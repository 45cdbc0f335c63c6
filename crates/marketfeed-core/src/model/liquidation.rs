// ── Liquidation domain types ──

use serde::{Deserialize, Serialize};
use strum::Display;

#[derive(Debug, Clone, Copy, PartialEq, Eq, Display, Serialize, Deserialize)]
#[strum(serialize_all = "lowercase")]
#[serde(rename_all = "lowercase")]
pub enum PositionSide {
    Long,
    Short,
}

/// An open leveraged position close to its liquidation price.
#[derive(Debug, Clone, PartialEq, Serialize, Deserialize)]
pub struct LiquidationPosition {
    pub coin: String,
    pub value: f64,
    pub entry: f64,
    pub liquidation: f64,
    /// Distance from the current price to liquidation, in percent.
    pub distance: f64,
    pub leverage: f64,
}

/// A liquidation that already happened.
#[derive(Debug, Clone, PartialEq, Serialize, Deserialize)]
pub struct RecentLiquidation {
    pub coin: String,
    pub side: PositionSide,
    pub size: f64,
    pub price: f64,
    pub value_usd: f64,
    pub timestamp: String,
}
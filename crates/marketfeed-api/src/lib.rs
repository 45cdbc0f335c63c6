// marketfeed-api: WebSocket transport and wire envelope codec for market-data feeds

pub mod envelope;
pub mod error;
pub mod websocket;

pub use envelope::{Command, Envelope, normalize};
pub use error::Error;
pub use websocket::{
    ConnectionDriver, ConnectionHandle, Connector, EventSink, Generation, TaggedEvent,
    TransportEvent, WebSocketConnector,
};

· · · · ·

Give again, exactly as written, the lines running from the first line of the data above through the line that contains "filename crates/marketfeed-api/src/lib.rs".

repository 45cdbc0f335c63c6
filename crates/marketfeed-core/src/model/liquidation.rs
// ── Liquidation domain types ──

use serde::{Deserialize, Serialize};
use strum::Display;

#[derive(Debug, Clone, Copy, PartialEq, Eq, Display, Serialize, Deserialize)]
#[strum(serialize_all = "lowercase")]
#[serde(rename_all = "lowercase")]
pub enum PositionSide {
    Long,
    Short,
}

/// An open leveraged position close to its liquidation price.
#[derive(Debug, Clone, PartialEq, Serialize, Deserialize)]
pub struct LiquidationPosition {
    pub coin: String,
    pub value: f64,
    pub entry: f64,
    pub liquidation: f64,
    /// Distance from the current price to liquidation, in percent.
    pub distance: f64,
    pub leverage: f64,
}

/// A liquidation that already happened.
#[derive(Debug, Clone, PartialEq, Serialize, Deserialize)]
pub struct RecentLiquidation {
    pub coin: String,
    pub side: PositionSide,
    pub size: f64,
    pub price: f64,
    pub value_usd: f64,
    pub timestamp: String,
}
filename crates/marketfeed-api/src/lib.rs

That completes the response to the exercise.